26      La chambre de recours relève, en outre, que, s’il est vrai que le nom officiel de la commune est el Palomar, l’élément « palomar » est celui qui identifie cette zone déterminée et constitue l’élément essentiel sur lequel repose l’indication géographique, cette reconnaissance ne pouvant dépendre de la présence ou non de l’article « el ». De plus, la commune en question a été identifiée sous le nom Palomar, sans l’article, dans l’arrêté ministériel du 19 octobre 2000 (point 29 de la décision attaquée).

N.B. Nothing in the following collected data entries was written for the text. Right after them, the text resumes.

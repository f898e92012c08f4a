//! Persistence boundary for tokens, pools, price history and activity

use crate::error::Result;
use async_trait::async_trait;
use chrono::{DateTime, Utc};
use types::{
    Pool, PoolAddress, PriceHistoryPoint, Token, TokenMint, TransactionPage, TransactionQuery,
    TransactionRecord, WalletAddress,
};

/// Durable store of launched tokens, pool rows, price history and user activity
///
/// Every reserve mutation goes through [`PoolLedger::commit`], a
/// compare-and-swap on the pool's `version` that also appends the matching
/// price point. A stale version fails with
/// [`types::AmmError::StaleReserveConflict`] and leaves the row untouched.
#[async_trait]
pub trait PoolLedger: Send + Sync {
    /// Register a launched token, failing with `TokenAlreadyExists` on a known mint
    async fn insert_token(&self, token: Token) -> Result<Token>;

    /// Fetch one token, failing with `TokenNotFound`
    async fn get_token(&self, mint: &TokenMint) -> Result<Token>;

    /// All tokens, newest first
    async fn list_tokens(&self) -> Result<Vec<Token>>;

    /// Tokens launched by one wallet, newest first
    async fn list_tokens_by_creator(&self, wallet: &WalletAddress) -> Result<Vec<Token>>;

    /// Fetch one pool, failing with `PoolNotFound`
    async fn get_pool(&self, address: &PoolAddress) -> Result<Pool>;

    /// Pool for an unordered mint pair, if any
    async fn find_pool_by_pair(&self, mint_x: &TokenMint, mint_y: &TokenMint)
        -> Result<Option<Pool>>;

    /// All pools, newest first
    async fn list_pools(&self) -> Result<Vec<Pool>>;

    /// Pools created by one wallet, newest first
    async fn list_pools_by_creator(&self, wallet: &WalletAddress) -> Result<Vec<Pool>>;

    /// Register a new pool together with its `init` price point
    ///
    /// Pair uniqueness is checked atomically with the insert.
    async fn insert_pool(&self, pool: Pool, init_point: PriceHistoryPoint) -> Result<Pool>;

    /// Replace a pool row if its stored version still equals `expected_version`
    ///
    /// Returns the stored row with its version bumped.
    async fn put_pool(&self, pool: Pool, expected_version: u64) -> Result<Pool>;

    /// [`PoolLedger::put_pool`] and [`PoolLedger::append_price_history`] as one step
    async fn commit(
        &self,
        pool: Pool,
        expected_version: u64,
        point: PriceHistoryPoint,
    ) -> Result<(Pool, PriceHistoryPoint)>;

    /// Append a price point, assigning its sequence number
    async fn append_price_history(&self, point: PriceHistoryPoint) -> Result<PriceHistoryPoint>;

    /// Points of one pool at or after `since`, ascending
    async fn list_price_history(
        &self,
        address: &PoolAddress,
        since: DateTime<Utc>,
    ) -> Result<Vec<PriceHistoryPoint>>;

    async fn record_transaction(&self, record: TransactionRecord) -> Result<()>;

    /// One wallet's activity, newest first
    async fn transactions_by_wallet(
        &self,
        wallet: &WalletAddress,
        query: TransactionQuery,
    ) -> Result<TransactionPage>;

    /// Latest activity across all wallets, newest first
    async fn recent_transactions(&self, limit: usize) -> Result<Vec<TransactionRecord>>;
}
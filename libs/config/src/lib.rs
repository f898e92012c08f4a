//! # Launchpad Configuration
//!
//! Layered configuration and default values for the pool engine services.
//!
//! ## Features
//!
//! - **Engine Settings**: Fee, slippage default, commit retries, withdraw basis
//! - **Logging Settings**: `EnvFilter` level and JSON output switch
//! - **Defaults**: Constants used when no source sets a value
//!
//! ## Usage
//!
//! ```rust,no_run
//! use launchpad_config::load_config;
//! use std::path::Path;
//!
//! let config = load_config(Some(Path::new("config/launchpad.toml")), Some("staging"))?;
//! let fee = config.engine.fee()?;
//! # Ok::<(), anyhow::Error>(())
//! ```

pub mod service;
pub mod service_config;

// Re-export commonly used types
pub use service_config::{load_config, EngineSettings, LaunchpadConfig, LoggingSettings};
//! LP share issuance and redemption
//!
//! Deposits mint shares proportional to the growth of reserve A; the very
//! first deposit into an empty pool mints `sqrt(amount_a * amount_b)`.
//! Withdrawals pay out a fraction of both reserves and never let reserves
//! or LP supply go below zero.

use crate::reserve::price;
use rust_decimal::Decimal;
use rust_decimal_macros::dec;
use serde::{Deserialize, Serialize};
use types::{require_positive, round_charged, round_paid_out, AmmError, Reserves};

/// Outcome of a deposit or withdrawal, never persisted
#[derive(Debug, Clone, Copy, PartialEq, Eq, Serialize, Deserialize)]
pub struct LiquidityChangeResult {
    pub reserves: Reserves,
    pub lp_minted: Decimal,
    pub lp_burned: Decimal,
    /// Token A deposited, or returned to the provider on withdrawal
    pub amount_a: Decimal,
    /// Token B deposited, or returned to the provider on withdrawal
    pub amount_b: Decimal,
}

impl LiquidityChangeResult {
    pub fn new_lp_supply(&self) -> Decimal {
        self.reserves.lp_total_supply
    }
}

/// Denominator used to size a withdrawal
#[derive(Debug, Clone, Copy, PartialEq, Eq, Default, Serialize, Deserialize)]
#[serde(rename_all = "snake_case")]
pub enum WithdrawBasis {
    /// `lp_amount / caller_lp_balance * reserve`, as the dashboard estimates it
    #[default]
    CallerBalance,
    /// `lp_amount / lp_total_supply * reserve`, as the on-chain program pays
    TotalSupply,
}

/// LP share math functions
pub struct LiquidityMath;

impl LiquidityMath {
    /// Quote a deposit of `amount_a`/`amount_b` into the pool
    ///
    /// The amounts are assumed to already match the pool ratio (see
    /// [`LiquidityMath::matching_amount_b`]); a mismatched ratio dilutes the
    /// depositor and is not detected here.
    ///
    /// When `reserve_a` is zero the pool is being bootstrapped: the new LP
    /// supply is `sqrt(amount_a * amount_b)` and all of it goes to the
    /// depositor.
    ///
    /// A deposit that would mint zero shares fails with
    /// [`AmmError::InvalidAmount`]. This covers a funded pool whose LP supply
    /// has been burned to zero.
    pub fn quote_deposit(
        reserves: &Reserves,
        amount_a: Decimal,
        amount_b: Decimal,
    ) -> Result<LiquidityChangeResult, AmmError> {
        require_positive("amount_a", amount_a)?;
        require_positive("amount_b", amount_b)?;
        reserves.check_non_negative()?;

        let overflow = |field| AmmError::invalid_amount(field, "calculation overflow");

        let (new_lp_supply, lp_minted) = if reserves.reserve_a.is_zero() {
            let product = amount_a.checked_mul(amount_b).ok_or_else(|| overflow("amount_b"))?;
            let minted = round_paid_out(decimal_sqrt(product).ok_or_else(|| overflow("amount_b"))?);
            (minted, minted)
        } else {
            let share_increase = amount_a
                .checked_div(reserves.reserve_a)
                .ok_or_else(|| overflow("amount_a"))?;
            let growth = Decimal::ONE
                .checked_add(share_increase)
                .ok_or_else(|| overflow("amount_a"))?;
            let new_supply = reserves
                .lp_total_supply
                .checked_mul(growth)
                .map(round_paid_out)
                .ok_or_else(|| overflow("amount_a"))?;
            (new_supply, new_supply - reserves.lp_total_supply)
        };
        // Reserves without LP supply would swallow the deposit
        if lp_minted <= Decimal::ZERO {
            return Err(AmmError::invalid_amount("amount_a", "deposit would mint no LP shares"));
        }

        let reserve_a = reserves
            .reserve_a
            .checked_add(amount_a)
            .ok_or_else(|| overflow("amount_a"))?;
        let reserve_b = reserves
            .reserve_b
            .checked_add(amount_b)
            .ok_or_else(|| overflow("amount_b"))?;

        Ok(LiquidityChangeResult {
            reserves: Reserves::new(reserve_a, reserve_b, new_lp_supply),
            lp_minted,
            lp_burned: Decimal::ZERO,
            amount_a,
            amount_b,
        })
    }

    /// Quote redeeming `lp_amount` shares out of a provider's balance
    ///
    /// Payouts are `(lp_amount / caller_lp_balance) * reserve`. The engine
    /// trusts `lp_amount <= caller_lp_balance`; the balance itself lives on
    /// chain. Reserves and LP supply are floored at zero.
    pub fn quote_withdraw(
        reserves: &Reserves,
        lp_amount: Decimal,
        caller_lp_balance: Decimal,
    ) -> Result<LiquidityChangeResult, AmmError> {
        require_positive("lp_amount", lp_amount)?;
        require_positive("caller_lp_balance", caller_lp_balance)?;
        reserves.check_non_negative()?;

        let overflow = || AmmError::invalid_amount("lp_amount", "calculation overflow");
        let fraction = lp_amount.checked_div(caller_lp_balance).ok_or_else(overflow)?;
        let amount_a = round_paid_out(reserves.reserve_a.checked_mul(fraction).ok_or_else(overflow)?);
        let amount_b = round_paid_out(reserves.reserve_b.checked_mul(fraction).ok_or_else(overflow)?);

        let reserve_a = (reserves.reserve_a - amount_a).max(Decimal::ZERO);
        let reserve_b = (reserves.reserve_b - amount_b).max(Decimal::ZERO);
        let new_lp_supply = (reserves.lp_total_supply - lp_amount).max(Decimal::ZERO);

        Ok(LiquidityChangeResult {
            reserves: Reserves::new(reserve_a, reserve_b, new_lp_supply),
            lp_minted: Decimal::ZERO,
            lp_burned: reserves.lp_total_supply - new_lp_supply,
            amount_a,
            amount_b,
        })
    }

    /// Quote a withdrawal sized against total LP supply
    pub fn quote_withdraw_pro_rata(
        reserves: &Reserves,
        lp_amount: Decimal,
    ) -> Result<LiquidityChangeResult, AmmError> {
        if reserves.lp_total_supply <= Decimal::ZERO {
            return Err(AmmError::InsufficientLiquidity);
        }
        Self::quote_withdraw(reserves, lp_amount, reserves.lp_total_supply)
    }

    /// Dispatch on the configured withdrawal basis
    pub fn quote_withdraw_with(
        basis: WithdrawBasis,
        reserves: &Reserves,
        lp_amount: Decimal,
        caller_lp_balance: Decimal,
    ) -> Result<LiquidityChangeResult, AmmError> {
        match basis {
            WithdrawBasis::CallerBalance => {
                Self::quote_withdraw(reserves, lp_amount, caller_lp_balance)
            }
            WithdrawBasis::TotalSupply => Self::quote_withdraw_pro_rata(reserves, lp_amount),
        }
    }

    /// Apply an already settled withdrawal to a reserve snapshot
    ///
    /// Replays the finalized payout onto fresher reserves, flooring every
    /// field at zero.
    pub fn apply_settled_withdraw(
        reserves: &Reserves,
        amount_a: Decimal,
        amount_b: Decimal,
        lp_amount: Decimal,
    ) -> Result<LiquidityChangeResult, AmmError> {
        require_positive("lp_amount", lp_amount)?;
        if amount_a.is_sign_negative() || amount_b.is_sign_negative() {
            return Err(AmmError::invalid_amount(
                "amount_a",
                "settled withdrawal amounts must not be negative",
            ));
        }

        let new_lp_supply = (reserves.lp_total_supply - lp_amount).max(Decimal::ZERO);
        Ok(LiquidityChangeResult {
            reserves: Reserves::new(
                (reserves.reserve_a - amount_a).max(Decimal::ZERO),
                (reserves.reserve_b - amount_b).max(Decimal::ZERO),
                new_lp_supply,
            ),
            lp_minted: Decimal::ZERO,
            lp_burned: reserves.lp_total_supply - new_lp_supply,
            amount_a,
            amount_b,
        })
    }

    /// Token B amount that keeps a deposit of `amount_a` at the pool ratio
    pub fn matching_amount_b(reserves: &Reserves, amount_a: Decimal) -> Result<Decimal, AmmError> {
        require_positive("amount_a", amount_a)?;
        let spot = price(reserves.reserve_a, reserves.reserve_b)?;
        amount_a
            .checked_mul(spot)
            .map(round_charged)
            .ok_or_else(|| AmmError::invalid_amount("amount_a", "calculation overflow"))
    }

    /// Check deposit amounts against the pool ratio
    ///
    /// An empty pool accepts any ratio (it is being priced by this deposit).
    pub fn validate_deposit_ratio(
        reserves: &Reserves,
        amount_a: Decimal,
        amount_b: Decimal,
        tolerance_percent: Decimal,
    ) -> Result<(), AmmError> {
        require_positive("amount_b", amount_b)?;
        if reserves.reserve_a.is_zero() || reserves.reserve_b.is_zero() {
            return Ok(());
        }
        let expected = Self::matching_amount_b(reserves, amount_a)?;
        let deviation_percent = (amount_b - expected)
            .abs()
            .checked_div(expected)
            .and_then(|ratio| ratio.checked_mul(Decimal::ONE_HUNDRED))
            .ok_or_else(|| AmmError::invalid_amount("amount_b", "deviation from pool ratio overflows"))?;
        if deviation_percent > tolerance_percent {
            return Err(AmmError::DepositRatioMismatch {
                expected,
                actual: amount_b,
                deviation_percent,
            });
        }
        Ok(())
    }
}

/// Square root of a Decimal using Newton's method
fn decimal_sqrt(value: Decimal) -> Option<Decimal> {
    if value < Decimal::ZERO {
        return None;
    }
    if value.is_zero() {
        return Some(Decimal::ZERO);
    }

    let epsilon = dec!(0.000000000000000001);
    let mut x = if value > Decimal::ONE { value } else { Decimal::ONE };

    // x_new = (x + value/x) / 2
    for _ in 0..200 {
        let next_x = (x + value.checked_div(x)?) / dec!(2);
        if next_x == x || (next_x - x).abs() < epsilon {
            x = next_x;
            break;
        }
        x = next_x;
    }

    // Clear residue from the last division before truncating to amount scale
    Some(x.round_dp(18))
}
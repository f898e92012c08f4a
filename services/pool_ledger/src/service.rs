//! Pool service: quote, settle, commit
//!
//! Every mutation follows the same path: read the pool, quote with the AMM
//! engine, settle through the [`SettlementClient`], then commit the settled
//! amounts with a version check. A stale version triggers a re-read and the
//! settled deltas are applied to the fresh reserves, up to
//! `max_commit_retries` times.

use crate::error::{LedgerError, Result};
use crate::ledger::PoolLedger;
use crate::settlement::{
    LiquidityInstruction, LiquiditySettlement, SettlementClient, SwapInstruction, SwapSettlement,
};
use amm::{
    build_series, LiquidityChangeResult, LiquidityMath, PriceImpactLevel, PriceSeries, PricedPool,
    SwapMath, SwapQuote, TimeRange,
};
use chrono::{DateTime, Utc};
use launchpad_config::EngineSettings;
use rust_decimal::Decimal;
use serde::{Deserialize, Serialize};
use std::sync::Arc;
use tracing::{debug, info, warn};
use types::{
    require_positive, AmmError, NewPool, NewToken, Pool, PoolAddress, PriceEventKind,
    PriceHistoryPoint, Reserves, SwapDirection, Token, TokenMint, TokenPairKey,
    TransactionDetails, TransactionKind, TransactionPage, TransactionQuery, TransactionRecord,
    TransactionStatus, TxSignature, WalletAddress,
};

#[derive(Debug, Clone, PartialEq, Eq, Serialize, Deserialize)]
pub struct SwapRequest {
    pub pool: PoolAddress,
    pub wallet: WalletAddress,
    pub amount_in: Decimal,
    pub direction: SwapDirection,
    /// Falls back to the configured default when absent
    pub slippage_percent: Option<Decimal>,
}

#[derive(Debug, Clone, PartialEq, Eq, Serialize, Deserialize)]
pub struct DepositRequest {
    pub pool: PoolAddress,
    pub wallet: WalletAddress,
    pub amount_a: Decimal,
    pub amount_b: Decimal,
}

#[derive(Debug, Clone, PartialEq, Eq, Serialize, Deserialize)]
pub struct WithdrawRequest {
    pub pool: PoolAddress,
    pub wallet: WalletAddress,
    pub lp_amount: Decimal,
    /// Provider's LP token balance as read from chain
    pub caller_lp_balance: Decimal,
}

/// Quote shown to a user before swapping
#[derive(Debug, Clone, PartialEq, Eq, Serialize, Deserialize)]
pub struct SwapPreview {
    pub token_in: TokenMint,
    pub token_out: TokenMint,
    pub quote: SwapQuote,
    pub min_amount_out: Decimal,
    pub impact_level: PriceImpactLevel,
    /// Impact above the configured warning threshold
    pub high_impact: bool,
}

#[derive(Debug, Clone, PartialEq, Eq, Serialize, Deserialize)]
pub struct SwapReceipt {
    pub pool: Pool,
    pub quote: SwapQuote,
    pub min_amount_out: Decimal,
    pub settlement: SwapSettlement,
    pub price_point: PriceHistoryPoint,
}

#[derive(Debug, Clone, PartialEq, Eq, Serialize, Deserialize)]
pub struct LiquidityReceipt {
    pub pool: Pool,
    pub change: LiquidityChangeResult,
    pub settlement: LiquiditySettlement,
    pub price_point: PriceHistoryPoint,
}

/// Pool operations over a ledger and a settlement client
pub struct PoolService<L, S> {
    ledger: Arc<L>,
    settlement: Arc<S>,
    settings: EngineSettings,
    fee_percent: Decimal,
    default_slippage_percent: Decimal,
    high_price_impact_percent: Decimal,
    deposit_ratio_tolerance_percent: Option<Decimal>,
}
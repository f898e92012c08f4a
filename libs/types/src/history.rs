//! Append-only price history records

use crate::common::{PoolAddress, TxSignature};
use crate::pool::Reserves;
use chrono::{DateTime, Utc};
use rust_decimal::Decimal;
use serde::{Deserialize, Serialize};
use std::fmt;

/// Event that produced a price history point
#[derive(Debug, Clone, Copy, PartialEq, Eq, Hash, Serialize, Deserialize)]
#[serde(rename_all = "lowercase")]
pub enum PriceEventKind {
    Init,
    Swap,
    Deposit,
    Withdraw,
}

impl PriceEventKind {
    pub fn as_str(&self) -> &'static str {
        match self {
            Self::Init => "init",
            Self::Swap => "swap",
            Self::Deposit => "deposit",
            Self::Withdraw => "withdraw",
        }
    }
}

impl fmt::Display for PriceEventKind {
    fn fmt(&self, f: &mut fmt::Formatter<'_>) -> fmt::Result {
        f.write_str(self.as_str())
    }
}

/// Immutable price observation recorded after a pool mutation
///
/// `price` and the reserve snapshot always describe the pool *after* the
/// triggering event. `sequence` is assigned by the ledger on append and
/// orders points that share a timestamp.
#[derive(Debug, Clone, PartialEq, Eq, Serialize, Deserialize)]
pub struct PriceHistoryPoint {
    pub pool_address: PoolAddress,
    pub price: Decimal,
    pub reserve_a: Decimal,
    pub reserve_b: Decimal,
    pub tx_signature: Option<TxSignature>,
    pub kind: PriceEventKind,
    pub timestamp: DateTime<Utc>,
    pub sequence: u64,
}

impl PriceHistoryPoint {
    /// Build an unsequenced point; the ledger fills in `sequence`
    ///
    /// The caller supplies `price` so that every point goes through the one
    /// canonical price function of the engine.
    pub fn new(
        pool_address: PoolAddress,
        reserves: &Reserves,
        price: Decimal,
        kind: PriceEventKind,
        tx_signature: Option<TxSignature>,
        timestamp: DateTime<Utc>,
    ) -> Self {
        Self {
            pool_address,
            price,
            reserve_a: reserves.reserve_a,
            reserve_b: reserves.reserve_b,
            tx_signature,
            kind,
            timestamp,
            sequence: 0,
        }
    }
}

27      Étant donné que la protection de l’appellation d’origine contrôlée s’étend aux noms des communes, en l’espèce, el Palomar, et aux mots qui pourraient, par leur similitude, créer une confusion, comme c’est le cas avec le mot « palomar » inclus dans la marque demandée, la chambre de recours indique que la présence de ce mot dans la marque communautaire demandée s’entend, selon la réglementation applicable, comme une indication géographique destinée à identifier un vin. Étant donné que les produits en question n’ont pas cette origine, la chambre de recours estime qu’il n’y a pas lieu d’admettre à l’enregistrement la marque communautaire demandée pour désigner des vins, en vertu de l’article 7, paragraphe 1, sous j), du règlement n° 40/94, puisque celle-ci comporte une indication géographique fausse (point 30 de la décision attaquée).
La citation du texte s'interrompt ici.